Desta vez sem poderem se manifestar nas galerias da Câmara Municipal em razão da pandemia da covid-19, condutores de veículos de tração humano – os chamados carrinheiros – mais uma vez veem o seu ganha-pão ameaçado. Se não houver fatos novos, entrará em vigor em 11 de setembro a lei que proíbe a circulação dos carrinhos no trânsito de Porto Alegre.
A polêmica começou há 12 anos, quando a Câmara aprovou, pela primeira vez, a extinção gradativa dos veículos de tração animal e humana do trânsito de Porto Alegre ao longo dos oito anos seguintes. Com apoio de vereadores e militantes da causa animal, a medida foi comemorada como uma forma de dar fim aos maus-tratos aos cavalos à frente das carroças.
Na interpretação do vereador Marcelo Sgarbossa (PT), a medida bem intencionada gerou um problema fadado a periodicamente retornar ao plenário do Legislativo:
– Os vereadores quiseram demonstrar que não estavam preocupados apenas com a causa animal, mas também com o bem-estar de quem puxa aqueles carrinhos com a própria força. A questão das carroças tracionadas pelos cavalos foi pacificada, mas restaram os carrinheiros. Problema é que ninguém sentou e perguntou se era daquela forma que elas queriam ser ajudadas: proibindo a profissão deles – interpreta o vereador.
Incluir os carrinheiros no projeto de lei tinha ainda outra intenção nobre: permitir que eles fossem cadastrados e incluídos no programa Todos Somos Porto Alegre, por meio do qual esses profissionais seriam encaminhados a cursos profissionalizantes.

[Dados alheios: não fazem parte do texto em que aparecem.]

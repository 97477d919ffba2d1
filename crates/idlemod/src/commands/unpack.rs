use std::path::PathBuf;

use clap::Args;
use idlemod_archive::{transform, Action};
use miette::{Context, Result};

#[derive(Args)]
pub struct UnpackArgs {
    /// The game the container belongs to (mhk_1, mhk_2, mhk_3, mhk_4)
    #[arg(value_name = "GAME")]
    game: String,

    /// An input container
    #[arg(value_name = "FILE")]
    archive: PathBuf,

    /// A target directory, existing files are overwritten
    #[arg(value_name = "DIR")]
    directory: PathBuf,
}

impl UnpackArgs {
    pub fn handle(&self) -> Result<()> {
        transform(Action::Unpack, &self.game, &self.archive, &self.directory)
            .context(format!("path: {}", self.archive.display()))?;

        Ok(())
    }
}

O projeto contava com R$ 18 milhões do Banco Nacional de Desenvolvimento Econômico e Social (BNDES) e empresas parceiras, além de um momento econômico mais favorável.

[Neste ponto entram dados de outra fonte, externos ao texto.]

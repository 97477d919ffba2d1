//! Enumerating a folder into an archive directory

use std::fs;
use std::io;
use std::path::{Path, PathBuf};

use tracing::{debug, info, instrument};
use walkdir::WalkDir;

use crate::error::{Error, Result};
use crate::path::normalize_rel_path;
use crate::types::{ArchiveDirectory, Container, FileEntry};

/// Walks a folder and collects every regular file below it.
///
/// Entries are ordered by their normalized path, so walking an unchanged folder always yields the
/// same directory. Symbolic links to directories are followed.
///
/// ```no_run
/// # fn doit() -> idlemod_archive::error::Result<()> {
/// let walker = idlemod_archive::FileWalker::new("mods/mhk_2/classic_karts");
///
/// for entry in walker.walk()?.iter() {
///     println!("{} ({} bytes)", entry.path(), entry.size());
/// }
/// # Ok(())
/// # }
/// ```
#[derive(Debug, Clone)]
pub struct FileWalker {
    root: PathBuf,
}

impl FileWalker {
    /// Create a walker for the folder at `root`
    pub fn new(root: impl Into<PathBuf>) -> Self {
        Self { root: root.into() }
    }

    /// The folder being walked
    pub fn root(&self) -> &Path {
        &self.root
    }

    /// Collect every file below the root, sorted by path
    #[instrument(skip(self), fields(root = %self.root.display()), err)]
    pub fn walk(&self) -> Result<ArchiveDirectory> {
        let metadata = fs::metadata(&self.root).map_err(|e| Error::file(&self.root, e))?;
        if !metadata.is_dir() {
            return Err(Error::file(
                &self.root,
                io::Error::new(io::ErrorKind::InvalidInput, "not a directory"),
            ));
        }

        let mut files = Vec::new();
        for entry in WalkDir::new(&self.root).follow_links(true) {
            let entry = entry.map_err(|e| {
                let path = e.path().unwrap_or(&self.root).to_path_buf();
                let msg = e.to_string();
                let source = e.into_io_error().unwrap_or_else(|| io::Error::other(msg));
                Error::file(path, source)
            })?;

            if !entry.file_type().is_file() {
                continue;
            }

            let size = entry
                .metadata()
                .map_err(|e| {
                    let msg = e.to_string();
                    let source = e.into_io_error().unwrap_or_else(|| io::Error::other(msg));
                    Error::file(entry.path(), source)
                })?
                .len();

            files.push(FileEntry::new(
                normalize_rel_path(&self.root, entry.path())?,
                size,
            ));
        }

        files.sort_by(|a, b| a.path().as_bytes().cmp(b.path().as_bytes()));
        debug!(count = files.len(), "walked folder");

        let mut directory = ArchiveDirectory::with_capacity(files.len());
        for file in files {
            directory.push(file)?;
        }

        Ok(directory)
    }

    /// Walk the root and read every file into a [`Container`]
    #[instrument(skip(self), fields(root = %self.root.display()), err)]
    pub fn load(&self) -> Result<Container> {
        let directory = self.walk()?;

        let mut payload = Vec::with_capacity(directory.payload_size() as usize);
        for entry in directory.iter() {
            let path = self.host_path(entry.path());
            info!("packing {}", entry.path());

            let data = fs::read(&path).map_err(|e| Error::file(&path, e))?;
            if data.len() as u64 != entry.size() {
                return Err(Error::file(
                    &path,
                    io::Error::other("file changed while it was being packed"),
                ));
            }
            payload.extend_from_slice(&data);
        }

        Container::new(directory, payload)
    }

    /// Location of the entry `name` below the root
    pub fn host_path(&self, name: &str) -> PathBuf {
        name.split('/').fold(self.root.clone(), |path, part| path.join(part))
    }
}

Segundo dados da Secretaria Municipal de Desenvolvimento Social e Esporte, o projeto conseguiu bons resultados enquanto durou, entre 2012 e 2017. As carroças a cavalo foram mesmo extintas e, das 2.646 pessoas cadastradas, 986 concluíram cursos profissionalizantes e 868 migraram a outras atividades remuneradas.
O catador já faz parte da cultura social da reciclagem da cidade, mas hoje ele é obrigado a revirar contêineres antes que uma máquina pegue tudo o que achar, esmague e envie para aterrar em Minas do Leão. Não precisaria ser assim
ALEX CARDOSO
integrante do do Movimento Nacional dos Catadores de Materiais Recicláveis
Porém, o número é tímido diante da estimativa de que 7 mil pessoas dependam ainda da renda de sucata coletada pelos carrinhos, e um número não mensurado, mesmo encaminhado a outro trabalho, com o tempo retornou a puxar os carrinhos em busca de renda à medida que a crise econômica se acentuou.
Os carrinheiros chegaram a se tornar ilegais no final de 2016, quando o prazo se extinguiu pela primeira vez. Em maio de 2017, uma lei de autoria de Sgarbossa estendeu o prazo até 2020, que agora está prestes a se encerrar. Na ocasião, o prefeito Nelson Marchezan chegou a vetar a lei justificando que cabe somente ao Executivo a regulamentação do trânsito da cidade, mas o veto foi derrubado em plenário diante das tribunas cheias de carrinheiros.
Desta vez, a solução temporária é exatamente a mesma: um novo projeto de lei, em regime de urgência, prorrogando novamente o prazo previsto no texto da lei de 2008 para 2024. O novo projeto, novamente de autoria do petista, pode entrar na pauta da Câmara já nesta quarta-feira (19).
– O que nós queríamos é a revogação da lei, mas os vereadores têm lá suas lógicas. Em vez de proibir, o ideal seriam regularizar. Ter cadastro, uniforme, um carrinho melhor e permissão para fazer essa triagem do lixo. O catador já faz parte da cultura social da reciclagem da cidade, mas hoje ele é obrigado a revirar contêineres antes que uma máquina pegue tudo o que achar, esmague e envie para aterrar em Minas do Leão. Não precisaria ser assim – avalia Alex Cardoso, do Movimento Nacional dos Catadores de Materiais Recicláveis, que atua na Cooperativa dos Catadores de Materiais Recicláveis da Cavalhada.
Se aprovada a prorrogação, Sgarbossa deseja colocar em votação em breve outro projeto nesse sentido: um que, ao aplicar a Política Nacional de Resíduos Sólidos, determine que a prefeitura dê preferência às cooperativas e associações de reciclagem na contratação dos serviços de coleta, processamento e comércio de resíduos recicláveis. Em mais uma demonstração de que o tempo do Legislativo funciona diferente, o projeto tramita nas comissões da Casa desde 2014.